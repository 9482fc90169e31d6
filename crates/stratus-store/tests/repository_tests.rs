//! Integration tests for SqliteFileRepository
//!
//! Exercises the IFileRepository contract against an in-memory SQLite
//! database: path invariants, subtree moves, dedup queries and soft-delete
//! reference counting. Each test creates a fresh database.

use stratus_core::domain::{CoreError, NewFileRecord, VirtualPath};
use stratus_core::ports::{FilePatch, IFileRepository};
use stratus_store::{DatabasePool, SqliteFileRepository};

// ============================================================================
// Test helpers
// ============================================================================

const OWNER: i64 = 42;

async fn setup() -> SqliteFileRepository {
    let pool = DatabasePool::in_memory()
        .await
        .expect("failed to create in-memory database");
    SqliteFileRepository::new(&pool)
}

fn vp(s: &str) -> VirtualPath {
    VirtualPath::new(s).unwrap()
}

fn new_file(owner: i64, path: &str, hash: &str, size: i64) -> NewFileRecord {
    let path = vp(path);
    NewFileRecord {
        owner_id: owner,
        name: path.name().to_string(),
        path,
        is_dir: false,
        size,
        url: if hash.is_empty() {
            String::new()
        } else {
            format!("cloud-file/{owner}/{hash}.bin")
        },
        hash: hash.to_string(),
        device_id: "test-device".to_string(),
    }
}

async fn mkdir(repo: &SqliteFileRepository, owner: i64, path: &str) {
    repo.create_file(&NewFileRecord::directory(owner, vp(path)))
        .await
        .unwrap();
}

// ============================================================================
// Create / lookup
// ============================================================================

#[tokio::test]
async fn test_create_and_get_file() {
    let repo = setup().await;

    let created = repo
        .create_file(&new_file(OWNER, "/a.bin", "h1", 10))
        .await
        .unwrap();
    assert!(created.id > 0);
    assert_eq!(created.name, "a.bin");
    assert!(created.ctime > 0);
    assert_eq!(created.version, 1);

    let by_path = repo.get_by_path(OWNER, &vp("/a.bin")).await.unwrap();
    assert_eq!(by_path.id, created.id);

    let by_id = repo.get_by_id(OWNER, created.id).await.unwrap();
    assert_eq!(by_id.path.as_str(), "/a.bin");
}

#[tokio::test]
async fn test_lookups_are_owner_scoped() {
    let repo = setup().await;
    let created = repo
        .create_file(&new_file(OWNER, "/a.bin", "h1", 10))
        .await
        .unwrap();

    assert!(matches!(
        repo.get_by_path(OWNER + 1, &vp("/a.bin")).await,
        Err(CoreError::NotFound(_))
    ));
    assert!(matches!(
        repo.get_by_id(OWNER + 1, created.id).await,
        Err(CoreError::NotFound(_))
    ));
}

#[tokio::test]
async fn test_create_requires_live_parent_directory() {
    let repo = setup().await;

    let err = repo
        .create_file(&new_file(OWNER, "/missing/a.bin", "h1", 10))
        .await
        .unwrap_err();
    assert!(matches!(err, CoreError::NotFound(_)));

    mkdir(&repo, OWNER, "/docs").await;
    assert!(repo
        .create_file(&new_file(OWNER, "/docs/a.bin", "h1", 10))
        .await
        .is_ok());

    // a file at the parent path is not a directory ancestor
    let err = repo
        .create_file(&new_file(OWNER, "/docs/a.bin/x", "h2", 1))
        .await
        .unwrap_err();
    assert!(matches!(err, CoreError::NotFound(_)));
}

#[tokio::test]
async fn test_create_rejects_taken_path() {
    let repo = setup().await;
    repo.create_file(&new_file(OWNER, "/a.bin", "h1", 10))
        .await
        .unwrap();

    let err = repo
        .create_file(&new_file(OWNER, "/a.bin", "h2", 20))
        .await
        .unwrap_err();
    assert!(matches!(err, CoreError::Conflict(_)));
}

#[tokio::test]
async fn test_path_reusable_after_soft_delete() {
    let repo = setup().await;
    repo.create_file(&new_file(OWNER, "/a.bin", "h1", 10))
        .await
        .unwrap();
    repo.soft_delete(OWNER, &vp("/a.bin")).await.unwrap();

    // the live-unique constraint no longer applies
    let recreated = repo
        .create_file(&new_file(OWNER, "/a.bin", "h2", 20))
        .await
        .unwrap();
    assert_eq!(recreated.hash, "h2");
}

#[tokio::test]
async fn test_find_by_ids_skips_missing_and_foreign() {
    let repo = setup().await;
    let a = repo
        .create_file(&new_file(OWNER, "/a.bin", "h1", 1))
        .await
        .unwrap();
    let b = repo
        .create_file(&new_file(OWNER, "/b.bin", "h2", 2))
        .await
        .unwrap();
    let foreign = repo
        .create_file(&new_file(OWNER + 1, "/c.bin", "h3", 3))
        .await
        .unwrap();

    let found = repo
        .find_by_ids(OWNER, &[a.id, b.id, foreign.id, 9999])
        .await
        .unwrap();
    let mut ids: Vec<i64> = found.iter().map(|r| r.id).collect();
    ids.sort_unstable();
    assert_eq!(ids, vec![a.id, b.id]);

    assert!(repo.find_by_ids(OWNER, &[]).await.unwrap().is_empty());
}

// ============================================================================
// Listing
// ============================================================================

#[tokio::test]
async fn test_list_children_order_and_depth() {
    let repo = setup().await;
    mkdir(&repo, OWNER, "/z-dir").await;
    mkdir(&repo, OWNER, "/a-dir").await;
    repo.create_file(&new_file(OWNER, "/b.txt", "h1", 1))
        .await
        .unwrap();
    repo.create_file(&new_file(OWNER, "/a.txt", "h2", 1))
        .await
        .unwrap();
    // grandchild must not appear in a root listing
    repo.create_file(&new_file(OWNER, "/a-dir/nested.txt", "h3", 1))
        .await
        .unwrap();

    let children = repo.list_children(OWNER, &VirtualPath::root()).await.unwrap();
    let names: Vec<&str> = children.iter().map(|r| r.name.as_str()).collect();
    // directories first, then by name ascending
    assert_eq!(names, vec!["a-dir", "z-dir", "a.txt", "b.txt"]);

    let sub = repo.list_children(OWNER, &vp("/a-dir")).await.unwrap();
    assert_eq!(sub.len(), 1);
    assert_eq!(sub[0].name, "nested.txt");
}

// ============================================================================
// Move
// ============================================================================

#[tokio::test]
async fn test_move_file() {
    let repo = setup().await;
    mkdir(&repo, OWNER, "/dst").await;
    repo.create_file(&new_file(OWNER, "/a.bin", "h1", 10))
        .await
        .unwrap();

    repo.move_path(OWNER, &vp("/a.bin"), &vp("/dst/b.bin"))
        .await
        .unwrap();

    assert!(repo.get_by_path(OWNER, &vp("/a.bin")).await.is_err());
    let moved = repo.get_by_path(OWNER, &vp("/dst/b.bin")).await.unwrap();
    assert_eq!(moved.name, "b.bin");
    assert_eq!(moved.hash, "h1");
}

#[tokio::test]
async fn test_move_directory_rewrites_subtree() {
    let repo = setup().await;
    mkdir(&repo, OWNER, "/src").await;
    mkdir(&repo, OWNER, "/src/inner").await;
    repo.create_file(&new_file(OWNER, "/src/a.bin", "h1", 1))
        .await
        .unwrap();
    repo.create_file(&new_file(OWNER, "/src/inner/b.bin", "h2", 1))
        .await
        .unwrap();
    // sibling with a common string prefix must not move
    mkdir(&repo, OWNER, "/srcology").await;

    repo.move_path(OWNER, &vp("/src"), &vp("/dst")).await.unwrap();

    // no live row keeps the old prefix
    assert!(repo.get_by_path(OWNER, &vp("/src")).await.is_err());
    assert!(repo.get_by_path(OWNER, &vp("/src/a.bin")).await.is_err());

    assert!(repo.get_by_path(OWNER, &vp("/dst/a.bin")).await.is_ok());
    assert!(repo.get_by_path(OWNER, &vp("/dst/inner/b.bin")).await.is_ok());
    assert!(repo.get_by_path(OWNER, &vp("/srcology")).await.is_ok());

    // descendant count is preserved
    let children = repo.list_children(OWNER, &vp("/dst")).await.unwrap();
    assert_eq!(children.len(), 2);
}

#[tokio::test]
async fn test_move_rejects_own_subtree_and_taken_target() {
    let repo = setup().await;
    mkdir(&repo, OWNER, "/a").await;
    mkdir(&repo, OWNER, "/a/b").await;
    mkdir(&repo, OWNER, "/c").await;

    let err = repo
        .move_path(OWNER, &vp("/a"), &vp("/a/b/a"))
        .await
        .unwrap_err();
    assert!(matches!(err, CoreError::Conflict(_)));

    let err = repo.move_path(OWNER, &vp("/a"), &vp("/c")).await.unwrap_err();
    assert!(matches!(err, CoreError::Conflict(_)));

    let err = repo
        .move_path(OWNER, &vp("/a"), &vp("/nope/a"))
        .await
        .unwrap_err();
    assert!(matches!(err, CoreError::NotFound(_)));

    let err = repo
        .move_path(OWNER, &vp("/ghost"), &vp("/g2"))
        .await
        .unwrap_err();
    assert!(matches!(err, CoreError::NotFound(_)));
}

// ============================================================================
// Dedup and references
// ============================================================================

#[tokio::test]
async fn test_find_live_by_hash() {
    let repo = setup().await;
    assert!(repo.find_live_by_hash(OWNER, "h1").await.unwrap().is_none());
    assert!(repo.find_live_by_hash(OWNER, "").await.unwrap().is_none());

    let created = repo
        .create_file(&new_file(OWNER, "/a.bin", "h1", 10))
        .await
        .unwrap();
    let hit = repo.find_live_by_hash(OWNER, "h1").await.unwrap().unwrap();
    assert_eq!(hit.id, created.id);

    // other owners never see the hash
    assert!(repo
        .find_live_by_hash(OWNER + 1, "h1")
        .await
        .unwrap()
        .is_none());

    repo.soft_delete(OWNER, &vp("/a.bin")).await.unwrap();
    assert!(repo.find_live_by_hash(OWNER, "h1").await.unwrap().is_none());
}

#[tokio::test]
async fn test_has_other_references() {
    let repo = setup().await;
    let x = repo
        .create_file(&new_file(OWNER, "/x", "h1", 10))
        .await
        .unwrap();
    let y = repo
        .create_file(&new_file(OWNER, "/y", "h1", 10))
        .await
        .unwrap();

    // while /y lives, /x's content is still referenced
    assert!(repo
        .has_other_references(&x.hash, &x.url, x.id)
        .await
        .unwrap());

    repo.soft_delete(OWNER, &vp("/x")).await.unwrap();
    // /y is now the last reference
    assert!(!repo
        .has_other_references(&y.hash, &y.url, y.id)
        .await
        .unwrap());

    // empty hashes never count as references
    assert!(!repo.has_other_references("", "", 0).await.unwrap());
}

// ============================================================================
// Update / versions / stats
// ============================================================================

#[tokio::test]
async fn test_update_patch() {
    let repo = setup().await;
    let created = repo
        .create_file(&new_file(OWNER, "/a.bin", "h1", 10))
        .await
        .unwrap();

    let patch = FilePatch {
        size: Some(99),
        hash: Some("h9".to_string()),
        ..Default::default()
    };
    let updated = repo.update(OWNER, created.id, &patch).await.unwrap();
    assert_eq!(updated.size, 99);
    assert_eq!(updated.hash, "h9");
    assert_eq!(updated.name, "a.bin");
    assert_eq!(updated.last_modified_by, OWNER.to_string());

    // empty patch is a no-op read
    let same = repo
        .update(OWNER, created.id, &FilePatch::default())
        .await
        .unwrap();
    assert_eq!(same.size, 99);

    let err = repo.update(OWNER, 9999, &patch).await.unwrap_err();
    assert!(matches!(err, CoreError::NotFound(_)));
}

#[tokio::test]
async fn test_find_by_hash_newest_first() {
    let repo = setup().await;
    let a = repo
        .create_file(&new_file(OWNER, "/a.bin", "h1", 10))
        .await
        .unwrap();
    let b = repo
        .create_file(&new_file(OWNER, "/b.bin", "h1", 10))
        .await
        .unwrap();
    repo.create_file(&new_file(OWNER, "/other.bin", "h2", 10))
        .await
        .unwrap();

    let versions = repo.find_by_hash(OWNER, "h1").await.unwrap();
    assert_eq!(versions.len(), 2);
    // same-second inserts fall back to id DESC, so newest row leads
    assert_eq!(versions[0].id, b.id);
    assert_eq!(versions[1].id, a.id);
}

#[tokio::test]
async fn test_stats() {
    let repo = setup().await;
    assert_eq!(repo.stats(OWNER).await.unwrap().total_files, 0);

    mkdir(&repo, OWNER, "/docs").await;
    repo.create_file(&new_file(OWNER, "/a.bin", "h1", 10))
        .await
        .unwrap();
    repo.create_file(&new_file(OWNER, "/docs/b.bin", "h2", 32))
        .await
        .unwrap();

    let stats = repo.stats(OWNER).await.unwrap();
    assert_eq!(stats.total_files, 2);
    assert_eq!(stats.total_folders, 1);
    assert_eq!(stats.total_size, 42);
}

========================================

From the material above, retype precisely the lines between the line holding "async fn test_path_reusable_after_soft_delete()" and the line holding "let recreated = repo", inclusive, and nothing beyond them.

### Response box
async fn test_path_reusable_after_soft_delete() {
    let repo = setup().await;
    repo.create_file(&new_file(OWNER, "/a.bin", "h1", 10))
        .await
        .unwrap();
    repo.soft_delete(OWNER, &vp("/a.bin")).await.unwrap();

    // the live-unique constraint no longer applies
    let recreated = repo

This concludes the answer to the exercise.